More recently, Johnson’s domestic achievements have become a prime target for conservative critics who question the value of big federal government programs. In 1991, President George H.W. Bush challenged the premise of Johnson’s “Great Society” at the University of Michigan, the venue where Johnson 27 years earlier formally gave that title to his domestic program.

Even Clinton signaled Democratic unease by declaring on the eve of his 1996 re-election, “The era of big government is over.”

Yet nothing underscores the Democratic Party’s refusal to recognize Johnson as much as the fact that he is rarely mentioned by Obama, the nation’s first African-American president and a man whose election would not have been possible without the 1965 Voting Rights Act and other LBJ initiatives. At the 2008 convention that nominated him, a commemorative LBJ film was shown out of prime time and the future president ignored both Johnson and the far less successful Carter in his acceptance speech.

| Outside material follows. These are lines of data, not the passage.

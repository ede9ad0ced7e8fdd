//! # varsync
//!
//! Keep named variables in sync with Word documents and Excel workbooks,
//! without Office installed.
//!
//! Word stores document variables as `w:docVar` definitions and renders
//! them through `DOCVARIABLE` fields. This library reads and rewrites both
//! directly inside closed `.docx` packages, reads values from Excel cells
//! and name/value/unit ranges, and reconciles all of it against a set of
//! tracked variables.
//!
//! ## Quick Start
//!
//! ```no_run
//! use std::collections::BTreeMap;
//! use varsync::UpdateOptions;
//!
//! // What does the document hold?
//! let snapshot = varsync::read_docx_snapshot("report.docx")?;
//! println!("defined: {:?}", snapshot.doc_var_values);
//! println!("displayed: {:?}", snapshot.display_field_names);
//!
//! // Push a new value into definitions and display fields
//! let mut updates = BTreeMap::new();
//! updates.insert("Width".to_string(), "12 cm".to_string());
//! let report = varsync::update_docx_variables("report.docx", &updates, &UpdateOptions::default())?;
//! println!("backup at {:?}", report.backup);
//!
//! // Read a value from a workbook
//! let width = varsync::xlsx::read_cell("inputs.xlsx", "Geometry", "B5")?;
//! # Ok::<(), varsync::Error>(())
//! ```
//!
//! ## Modules
//!
//! - [`docx`]: field parsing, definition and display patching, read scans
//! - [`xlsx`]: cells, ranges, sheet previews and workbook identity
//! - [`sync`]: staleness, per-document desired values, Update All and
//!   Excel refresh
//! - [`container`]: the OOXML working copy with atomic commit
//!
//! ## Features
//!
//! - `docx` (default): Word document support
//! - `xlsx` (default): Excel workbook support
//!
//! `sync` needs both.

pub mod container;
pub mod detect;
pub mod error;
pub mod model;
pub mod options;

#[cfg(feature = "docx")]
pub mod docx;

#[cfg(feature = "xlsx")]
pub mod xlsx;

#[cfg(all(feature = "docx", feature = "xlsx"))]
pub mod sync;

// Re-exports
pub use container::{OoxmlContainer, Relationship, Relationships};
pub use detect::{detect_format_from_bytes, detect_format_from_path, FormatType};
pub use error::{Error, ErrorKind, Result};
pub use model::{
    normalize_variable_name, CellValue, DocumentVariableSnapshot, SavedRange, TabularRangeRow,
    TrackedDocument, UnitUsage, UsageRecord, Variable,
};
pub use options::{RangeOptions, UpdateOptions};

#[cfg(feature = "docx")]
pub use docx::{
    read_docx_field_names, read_docx_snapshot, read_docx_variables, update_docx_variables,
    DocxDocument, UpdateReport,
};

#[cfg(feature = "xlsx")]
pub use xlsx::{get_or_create_identity, list_sheet_names, read_cell, Workbook};

/// Library version.
pub const VERSION: &str = env!("CARGO_PKG_VERSION");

In announcing this year’s event, LBJ Library Director Mark Updegrove said he is “very hopeful” Obama will join Carter, Clinton and Bush at the April 8-10 Civil Rights Summit. (The White House doesn’t release presidential schedules this far in advance.) Updegrove said it’s the first of a number of events to commemorate “President Johnson’s prodigious legislative legacy” and its impact on the modern-day United States.

“Young people don’t understand how different a world this was 50 years ago,” Updegrove said.

Participants will include LBJ’s two daughters, Luci Baines Johnson and Lynda Johnson Robb; several members of his presidential staff, including top domestic adviser Joseph Califano and deputy press secretary Tom Johnson; civil rights leaders Diane Nash and Rep. John Lewis of Georgia; and other prominent political, academic and athletic leaders.

Those sessions will be interesting, but an appearance by Obama, and his recognition of Johnson’s achievements and importance, would be a valuable start in giving LBJ his rightful role in the Democratic Party’s pantheon of historic leaders.